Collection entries
============

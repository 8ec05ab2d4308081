//! Generic multi-field form.
//!
//! Pages describe their fields as [`FormInput`]s and translate the collected
//! values into their typed form state on submit. Field errors are shown on
//! the bottom border of the offending input.

use crossterm::event::{KeyCode, KeyEvent, KeyModifiers};
use ratatui::{
    layout::{Constraint, Direction, Layout, Rect},
    style::{Color, Modifier, Style},
    text::{Line, Span},
    widgets::{Block, BorderType, Borders, Paragraph},
    Frame,
};

use super::badge::flag_checkbox;
use super::dialogs::common::{self, shortcuts};
use super::text_input::TextInput;
use crate::forms::FieldErrors;

#[derive(Debug, Clone, PartialEq)]
pub enum InputKind {
    Text,
    Secret,
    /// A checkbox holding "true" or "false".
    Flag,
    /// A fixed set of `(value, label)` options cycled with Left/Right.
    Choice(Vec<(String, String)>),
}

#[derive(Debug, Clone)]
pub struct FormInput {
    /// Key used for values and field errors.
    pub name: String,
    pub label: String,
    pub kind: InputKind,
    pub input: TextInput,
}

impl FormInput {
    pub fn text(name: &str, label: &str, value: &str) -> Self {
        Self::with_kind(name, label, value, InputKind::Text)
    }

    pub fn secret(name: &str, label: &str) -> Self {
        Self::with_kind(name, label, "", InputKind::Secret)
    }

    pub fn flag(name: &str, label: &str, set: bool) -> Self {
        Self::with_kind(name, label, &set.to_string(), InputKind::Flag)
    }

    pub fn choice(name: &str, label: &str, value: &str, options: Vec<(String, String)>) -> Self {
        Self::with_kind(name, label, value, InputKind::Choice(options))
    }

    fn with_kind(name: &str, label: &str, value: &str, kind: InputKind) -> Self {
        Self {
            name: name.to_string(),
            label: label.to_string(),
            kind,
            input: TextInput::new(value),
        }
    }

    fn height(&self) -> u16 {
        if self.kind == InputKind::Flag {
            1
        } else {
            3
        }
    }

    fn cycle(&mut self, forward: bool) {
        let InputKind::Choice(options) = &self.kind else {
            return;
        };
        if options.is_empty() {
            return;
        }
        let len = options.len();
        let next = match options.iter().position(|(value, _)| value == self.input.value()) {
            Some(i) if forward => (i + 1) % len,
            Some(i) => (i + len - 1) % len,
            None if forward => 0,
            None => len - 1,
        };
        let value = options[next].0.clone();
        self.input.set(value);
    }

    fn shown_value(&self, focused: bool) -> String {
        match &self.kind {
            InputKind::Choice(options) => {
                let label = options
                    .iter()
                    .find(|(value, _)| value == self.input.value())
                    .map(|(_, label)| label.clone())
                    .unwrap_or_else(|| {
                        if self.input.value().is_empty() {
                            "select".to_string()
                        } else {
                            self.input.value().to_string()
                        }
                    });
                if focused {
                    format!("◀ {label} ▶")
                } else {
                    label
                }
            }
            InputKind::Secret if !focused => "•".repeat(self.input.value().chars().count()),
            InputKind::Secret => self.input.display(true),
            _ if focused => self.input.display(false),
            _ => self.input.value().to_string(),
        }
    }
}

#[derive(Debug, Clone, Copy, PartialEq, Eq)]
pub enum FormSignal {
    None,
    Submit,
    Cancel,
}

#[derive(Debug, Clone)]
pub struct FormComponent {
    pub title: String,
    pub inputs: Vec<FormInput>,
    focus: usize,
    errors: FieldErrors,
    message: Option<String>,
    pub submitting: bool,
}

impl FormComponent {
    pub fn new(title: impl Into<String>, inputs: Vec<FormInput>) -> Self {
        Self {
            title: title.into(),
            inputs,
            focus: 0,
            errors: FieldErrors::new(),
            message: None,
            submitting: false,
        }
    }

    pub fn value(&self, name: &str) -> &str {
        self.inputs
            .iter()
            .find(|input| input.name == name)
            .map(|input| input.input.value())
            .unwrap_or("")
    }

    /// `(name, value)` for every field, in display order.
    pub fn values(&self) -> impl Iterator<Item = (&str, &str)> {
        self.inputs
            .iter()
            .map(|input| (input.name.as_str(), input.input.value()))
    }

    pub fn focused_name(&self) -> Option<&str> {
        self.inputs.get(self.focus).map(|input| input.name.as_str())
    }

    pub fn set_errors(&mut self, errors: FieldErrors) {
        if let Some(index) = self
            .inputs
            .iter()
            .position(|input| errors.get(&input.name).is_some())
        {
            self.focus = index;
        }
        self.errors = errors;
    }

    pub fn errors(&self) -> &FieldErrors {
        &self.errors
    }

    /// General message under the fields, e.g. a failed request.
    pub fn set_message(&mut self, message: Option<String>) {
        self.message = message;
    }

    pub fn message(&self) -> Option<&str> {
        self.message.as_deref()
    }

    /// Forget values of secret fields, e.g. after a failed sign-in.
    pub fn clear_secrets(&mut self) {
        for input in &mut self.inputs {
            if input.kind == InputKind::Secret {
                input.input.clear();
            }
        }
    }

    fn move_focus(&mut self, forward: bool) {
        let len = self.inputs.len().max(1);
        self.focus = if forward { (self.focus + 1) % len } else { (self.focus + len - 1) % len };
    }

    pub fn handle_key(&mut self, key: KeyEvent) -> FormSignal {
        if self.submitting {
            return FormSignal::None;
        }
        let last = self.inputs.len().saturating_sub(1);
        match key.code {
            KeyCode::Esc => return FormSignal::Cancel,
            KeyCode::Char('s') if key.modifiers.contains(KeyModifiers::CONTROL) => return FormSignal::Submit,
            KeyCode::Enter if self.focus >= last => return FormSignal::Submit,
            KeyCode::Enter | KeyCode::Tab | KeyCode::Down => {
                self.move_focus(true);
                return FormSignal::None;
            }
            KeyCode::BackTab | KeyCode::Up => {
                self.move_focus(false);
                return FormSignal::None;
            }
            _ => {}
        }

        let Some(field) = self.inputs.get_mut(self.focus) else {
            return FormSignal::None;
        };
        let kind = field.kind.clone();
        let changed = match kind {
            InputKind::Flag => match key.code {
                KeyCode::Char(' ') | KeyCode::Left | KeyCode::Right => {
                    let flipped = field.input.value() != "true";
                    field.input.set(flipped.to_string());
                    true
                }
                _ => false,
            },
            InputKind::Choice(_) => match key.code {
                KeyCode::Right | KeyCode::Char(' ') => {
                    field.cycle(true);
                    true
                }
                KeyCode::Left => {
                    field.cycle(false);
                    true
                }
                _ => false,
            },
            InputKind::Text | InputKind::Secret => field.input.handle_key(key),
        };
        if changed {
            let name = field.name.clone();
            self.errors = self
                .errors
                .iter()
                .filter(|(key, _)| *key != name)
                .fold(FieldErrors::new(), |mut acc, (key, message)| {
                    acc.add(key, message);
                    acc
                });
        }
        FormSignal::None
    }

    /// Index of the first field to draw so the focused one is visible.
    fn first_visible(&self, height: u16) -> usize {
        if self.inputs.is_empty() {
            return 0;
        }
        let mut first = 0;
        loop {
            let used: u16 = self.inputs[first..=self.focus.min(self.inputs.len() - 1)]
                .iter()
                .map(FormInput::height)
                .sum();
            if used <= height || first >= self.focus {
                return first;
            }
            first += 1;
        }
    }

    fn render_field(&self, f: &mut Frame, area: Rect, index: usize) {
        let field = &self.inputs[index];
        let focused = index == self.focus;
        let error = self.errors.get(&field.name);

        if field.kind == InputKind::Flag {
            let style = if focused {
                Style::default().fg(Color::Cyan).add_modifier(Modifier::BOLD)
            } else {
                Style::default().fg(Color::White)
            };
            let mut spans = vec![
                flag_checkbox(field.input.value() == "true"),
                Span::styled(format!(" {}", field.label), style),
            ];
            if let Some(error) = error {
                spans.push(Span::styled(format!("  {error}"), Style::default().fg(Color::Red)));
            }
            f.render_widget(Paragraph::new(Line::from(spans)), area);
            return;
        }

        let border_color = match (error.is_some(), focused) {
            (true, _) => Color::Red,
            (false, true) => Color::Cyan,
            (false, false) => Color::Gray,
        };
        let mut block = Block::default()
            .borders(Borders::ALL)
            .border_type(BorderType::Rounded)
            .title(format!(" {} ", field.label))
            .title_style(Style::default().fg(Color::White))
            .border_style(Style::default().fg(border_color));
        if let Some(error) = error {
            block = block.title_bottom(Line::from(Span::styled(
                format!(" {error} "),
                Style::default().fg(Color::Red),
            )));
        }
        let paragraph = Paragraph::new(field.shown_value(focused))
            .block(block)
            .style(Style::default().fg(Color::White));
        f.render_widget(paragraph, area);
    }

    pub fn render(&self, f: &mut Frame, area: Rect) {
        let block = common::create_dialog_block(&self.title, Color::Cyan);
        let inner = block.inner(area);
        f.render_widget(block, area);

        let chunks = Layout::default()
            .direction(Direction::Vertical)
            .constraints([Constraint::Min(0), Constraint::Length(1), Constraint::Length(1)])
            .split(inner);
        let fields_area = chunks[0];

        let mut y = fields_area.y;
        let bottom = fields_area.y + fields_area.height;
        for index in self.first_visible(fields_area.height)..self.inputs.len() {
            let height = self.inputs[index].height();
            if y + height > bottom {
                break;
            }
            self.render_field(f, Rect::new(fields_area.x, y, fields_area.width, height), index);
            y += height;
        }

        let (message, color) = if self.submitting {
            ("⏳ Submitting...".to_string(), Color::Yellow)
        } else {
            (self.message.clone().unwrap_or_default(), Color::Red)
        };
        f.render_widget(Paragraph::new(message).style(Style::default().fg(color)), chunks[1]);

        let instructions = common::create_instructions_paragraph(&[
            shortcuts::TAB_NEXT,
            shortcuts::SEPARATOR,
            ("Ctrl+S", Color::Green, " Submit"),
            shortcuts::SEPARATOR,
            shortcuts::ESC_CANCEL,
        ]);
        f.render_widget(instructions, chunks[2]);
    }
}

#[cfg(test)]
mod tests {
    use super::*;

    fn press(form: &mut FormComponent, code: KeyCode) -> FormSignal {
        form.handle_key(KeyEvent::new(code, KeyModifiers::NONE))
    }

    fn sample() -> FormComponent {
        FormComponent::new(
            "Sample",
            vec![
                FormInput::text("name", "Name", ""),
                FormInput::choice(
                    "priority",
                    "Priority",
                    "Medium",
                    vec![
                        ("Low".into(), "Low".into()),
                        ("Medium".into(), "Medium".into()),
                        ("High".into(), "High".into()),
                    ],
                ),
                FormInput::flag("done", "Done", false),
            ],
        )
    }

    #[test]
    fn typing_cycling_and_toggling() {
        let mut form = sample();
        press(&mut form, KeyCode::Char('A'));
        press(&mut form, KeyCode::Tab);
        press(&mut form, KeyCode::Right);
        press(&mut form, KeyCode::Tab);
        press(&mut form, KeyCode::Char(' '));

        assert_eq!(form.value("name"), "A");
        assert_eq!(form.value("priority"), "High");
        assert_eq!(form.value("done"), "true");
        assert_eq!(press(&mut form, KeyCode::Enter), FormSignal::Submit);
    }

    #[test]
    fn errors_focus_first_bad_field_and_clear_on_edit() {
        let mut form = sample();
        let mut errors = FieldErrors::new();
        errors.add("priority", "Pick one");
        form.set_errors(errors);
        assert_eq!(form.focused_name(), Some("priority"));

        press(&mut form, KeyCode::Left);
        assert!(form.errors().is_empty());
    }
}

============

### WHAT YOU SHOULD DO
Using the records above, copy all lines that include the word "Enter".

### WRITTEN ANSWER
            KeyCode::Enter if self.focus >= last => return FormSignal::Submit,
            KeyCode::Enter | KeyCode::Tab | KeyCode::Down => {
        assert_eq!(press(&mut form, KeyCode::Enter), FormSignal::Submit);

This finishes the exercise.